What is needed: Each line that includes the word "impl" should be copied from the records.

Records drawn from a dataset
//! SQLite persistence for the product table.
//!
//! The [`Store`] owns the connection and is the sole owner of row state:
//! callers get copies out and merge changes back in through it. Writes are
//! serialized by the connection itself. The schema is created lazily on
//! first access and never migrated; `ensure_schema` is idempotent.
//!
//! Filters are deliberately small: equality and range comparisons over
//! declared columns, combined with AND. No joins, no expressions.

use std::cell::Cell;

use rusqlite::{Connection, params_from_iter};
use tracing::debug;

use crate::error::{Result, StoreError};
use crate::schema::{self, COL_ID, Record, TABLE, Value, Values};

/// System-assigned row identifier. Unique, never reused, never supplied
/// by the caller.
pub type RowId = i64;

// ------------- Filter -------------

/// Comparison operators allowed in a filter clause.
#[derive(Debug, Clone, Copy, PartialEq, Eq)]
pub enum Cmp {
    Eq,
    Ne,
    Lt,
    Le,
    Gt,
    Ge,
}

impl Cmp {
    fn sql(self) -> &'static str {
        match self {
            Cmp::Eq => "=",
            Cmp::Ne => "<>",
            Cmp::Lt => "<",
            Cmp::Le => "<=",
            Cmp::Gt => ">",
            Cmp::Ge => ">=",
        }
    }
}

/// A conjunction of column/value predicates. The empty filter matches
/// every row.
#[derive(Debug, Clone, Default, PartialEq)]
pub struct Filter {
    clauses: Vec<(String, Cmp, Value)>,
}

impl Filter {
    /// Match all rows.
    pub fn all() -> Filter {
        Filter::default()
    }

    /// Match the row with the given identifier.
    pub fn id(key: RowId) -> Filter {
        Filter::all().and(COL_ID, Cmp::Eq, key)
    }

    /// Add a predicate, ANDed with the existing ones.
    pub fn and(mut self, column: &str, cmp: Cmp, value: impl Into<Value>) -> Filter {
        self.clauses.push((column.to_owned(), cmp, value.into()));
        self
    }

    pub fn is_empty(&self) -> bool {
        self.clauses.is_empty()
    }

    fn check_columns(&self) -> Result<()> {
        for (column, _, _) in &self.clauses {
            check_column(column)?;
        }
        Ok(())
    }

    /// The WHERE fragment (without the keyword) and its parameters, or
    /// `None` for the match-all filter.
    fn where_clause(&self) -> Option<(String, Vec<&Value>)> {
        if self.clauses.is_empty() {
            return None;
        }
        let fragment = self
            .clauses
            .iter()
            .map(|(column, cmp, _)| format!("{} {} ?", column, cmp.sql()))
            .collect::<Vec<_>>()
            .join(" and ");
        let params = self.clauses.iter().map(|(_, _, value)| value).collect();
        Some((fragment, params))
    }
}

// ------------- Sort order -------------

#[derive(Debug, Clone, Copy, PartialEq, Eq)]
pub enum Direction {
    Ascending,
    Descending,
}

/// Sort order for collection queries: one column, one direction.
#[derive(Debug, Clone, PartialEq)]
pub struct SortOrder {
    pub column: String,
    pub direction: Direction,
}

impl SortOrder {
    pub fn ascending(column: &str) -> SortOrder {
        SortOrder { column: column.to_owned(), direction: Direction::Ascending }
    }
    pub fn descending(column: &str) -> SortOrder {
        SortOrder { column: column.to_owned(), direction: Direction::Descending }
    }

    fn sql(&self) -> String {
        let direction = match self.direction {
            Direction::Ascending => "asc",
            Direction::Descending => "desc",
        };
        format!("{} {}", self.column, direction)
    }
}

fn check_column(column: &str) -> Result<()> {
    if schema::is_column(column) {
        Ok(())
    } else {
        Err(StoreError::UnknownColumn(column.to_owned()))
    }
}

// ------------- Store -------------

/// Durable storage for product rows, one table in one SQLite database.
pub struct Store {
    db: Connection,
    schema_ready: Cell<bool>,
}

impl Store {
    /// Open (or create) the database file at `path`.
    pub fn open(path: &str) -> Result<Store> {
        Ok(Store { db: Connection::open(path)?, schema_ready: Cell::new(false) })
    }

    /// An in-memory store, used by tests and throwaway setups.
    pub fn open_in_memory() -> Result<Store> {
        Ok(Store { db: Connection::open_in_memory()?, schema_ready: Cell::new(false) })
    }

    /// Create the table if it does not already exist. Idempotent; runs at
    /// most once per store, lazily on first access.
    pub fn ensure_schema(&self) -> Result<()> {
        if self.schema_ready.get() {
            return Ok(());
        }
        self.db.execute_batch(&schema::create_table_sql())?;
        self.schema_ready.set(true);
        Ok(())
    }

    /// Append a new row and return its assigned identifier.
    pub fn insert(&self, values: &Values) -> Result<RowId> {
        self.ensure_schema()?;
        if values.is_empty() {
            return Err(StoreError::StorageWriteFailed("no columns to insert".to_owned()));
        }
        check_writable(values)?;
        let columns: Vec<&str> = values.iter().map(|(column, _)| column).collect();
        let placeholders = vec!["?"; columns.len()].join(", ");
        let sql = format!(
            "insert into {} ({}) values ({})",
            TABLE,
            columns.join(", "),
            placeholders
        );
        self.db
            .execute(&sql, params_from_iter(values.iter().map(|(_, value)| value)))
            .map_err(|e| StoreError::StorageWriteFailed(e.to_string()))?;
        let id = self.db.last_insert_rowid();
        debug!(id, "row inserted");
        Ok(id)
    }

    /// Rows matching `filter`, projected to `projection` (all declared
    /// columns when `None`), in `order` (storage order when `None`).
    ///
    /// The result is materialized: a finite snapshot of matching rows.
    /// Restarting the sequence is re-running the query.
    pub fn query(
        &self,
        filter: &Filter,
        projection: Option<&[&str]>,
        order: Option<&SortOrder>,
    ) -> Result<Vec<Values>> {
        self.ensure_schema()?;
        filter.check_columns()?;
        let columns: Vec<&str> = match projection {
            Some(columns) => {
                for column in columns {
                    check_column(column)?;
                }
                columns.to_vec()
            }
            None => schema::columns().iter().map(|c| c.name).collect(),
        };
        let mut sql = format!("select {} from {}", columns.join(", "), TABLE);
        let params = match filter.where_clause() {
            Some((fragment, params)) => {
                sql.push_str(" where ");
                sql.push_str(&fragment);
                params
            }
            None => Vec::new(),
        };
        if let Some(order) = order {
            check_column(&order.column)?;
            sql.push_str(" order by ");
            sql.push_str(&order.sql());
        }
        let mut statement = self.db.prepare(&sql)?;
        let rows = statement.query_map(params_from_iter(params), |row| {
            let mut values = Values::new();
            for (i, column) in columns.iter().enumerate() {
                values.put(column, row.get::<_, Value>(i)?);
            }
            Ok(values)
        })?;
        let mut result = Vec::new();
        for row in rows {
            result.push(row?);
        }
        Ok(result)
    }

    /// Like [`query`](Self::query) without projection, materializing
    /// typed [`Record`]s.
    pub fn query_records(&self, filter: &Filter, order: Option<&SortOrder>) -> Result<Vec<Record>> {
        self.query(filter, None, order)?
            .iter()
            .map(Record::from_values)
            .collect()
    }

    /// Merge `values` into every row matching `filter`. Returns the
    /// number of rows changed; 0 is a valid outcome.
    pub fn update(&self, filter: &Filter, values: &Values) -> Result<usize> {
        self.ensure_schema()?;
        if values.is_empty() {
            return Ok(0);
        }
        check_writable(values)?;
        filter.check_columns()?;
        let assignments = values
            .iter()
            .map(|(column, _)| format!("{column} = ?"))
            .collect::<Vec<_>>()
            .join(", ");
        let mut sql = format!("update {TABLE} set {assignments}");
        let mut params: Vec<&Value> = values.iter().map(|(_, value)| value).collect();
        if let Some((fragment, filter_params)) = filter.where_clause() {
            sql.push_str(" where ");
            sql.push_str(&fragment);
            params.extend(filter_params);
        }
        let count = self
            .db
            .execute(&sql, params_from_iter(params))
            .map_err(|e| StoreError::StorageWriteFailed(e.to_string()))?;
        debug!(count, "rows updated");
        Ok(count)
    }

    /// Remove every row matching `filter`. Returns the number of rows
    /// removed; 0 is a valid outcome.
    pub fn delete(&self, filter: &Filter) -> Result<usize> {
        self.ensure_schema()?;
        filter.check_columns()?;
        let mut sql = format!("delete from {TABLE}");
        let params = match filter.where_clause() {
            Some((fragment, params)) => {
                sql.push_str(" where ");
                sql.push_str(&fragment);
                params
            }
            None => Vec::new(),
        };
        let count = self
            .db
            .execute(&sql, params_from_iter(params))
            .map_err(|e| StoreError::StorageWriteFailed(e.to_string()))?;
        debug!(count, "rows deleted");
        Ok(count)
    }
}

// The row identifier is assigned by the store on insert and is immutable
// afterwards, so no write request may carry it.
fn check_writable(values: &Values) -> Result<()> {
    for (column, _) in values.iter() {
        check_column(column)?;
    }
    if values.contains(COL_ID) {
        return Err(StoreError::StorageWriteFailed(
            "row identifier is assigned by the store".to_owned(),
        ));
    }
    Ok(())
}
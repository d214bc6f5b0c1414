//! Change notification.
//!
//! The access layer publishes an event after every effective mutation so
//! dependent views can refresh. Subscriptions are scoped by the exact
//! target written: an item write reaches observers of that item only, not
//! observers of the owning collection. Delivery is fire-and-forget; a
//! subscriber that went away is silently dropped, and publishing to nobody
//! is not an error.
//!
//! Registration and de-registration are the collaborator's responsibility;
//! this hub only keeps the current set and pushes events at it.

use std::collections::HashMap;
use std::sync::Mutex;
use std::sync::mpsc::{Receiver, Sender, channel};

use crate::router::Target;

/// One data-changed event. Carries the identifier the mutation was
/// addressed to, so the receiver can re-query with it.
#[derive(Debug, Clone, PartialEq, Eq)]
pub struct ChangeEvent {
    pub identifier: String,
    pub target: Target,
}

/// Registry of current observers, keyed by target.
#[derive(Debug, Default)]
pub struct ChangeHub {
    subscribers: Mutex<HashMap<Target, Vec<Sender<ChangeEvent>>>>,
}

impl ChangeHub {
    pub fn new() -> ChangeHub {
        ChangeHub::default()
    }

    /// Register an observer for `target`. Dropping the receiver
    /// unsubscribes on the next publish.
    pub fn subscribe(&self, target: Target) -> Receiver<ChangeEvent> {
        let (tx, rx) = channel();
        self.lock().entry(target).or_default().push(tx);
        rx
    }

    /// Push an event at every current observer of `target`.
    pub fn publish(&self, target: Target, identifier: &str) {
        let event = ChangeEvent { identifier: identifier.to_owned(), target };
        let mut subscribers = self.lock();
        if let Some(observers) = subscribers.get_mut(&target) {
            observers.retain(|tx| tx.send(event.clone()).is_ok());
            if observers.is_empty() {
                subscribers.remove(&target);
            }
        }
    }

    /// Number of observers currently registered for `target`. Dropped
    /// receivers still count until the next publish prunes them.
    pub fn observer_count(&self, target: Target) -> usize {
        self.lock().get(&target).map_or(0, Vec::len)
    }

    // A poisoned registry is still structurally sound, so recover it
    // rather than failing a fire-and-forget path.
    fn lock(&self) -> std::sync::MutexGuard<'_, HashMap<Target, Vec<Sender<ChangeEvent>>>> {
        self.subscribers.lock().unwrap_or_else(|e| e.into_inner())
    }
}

The answer:
impl Cmp {
impl Filter {
    pub fn and(mut self, column: &str, cmp: Cmp, value: impl Into<Value>) -> Filter {
impl SortOrder {
impl Store {
impl ChangeHub {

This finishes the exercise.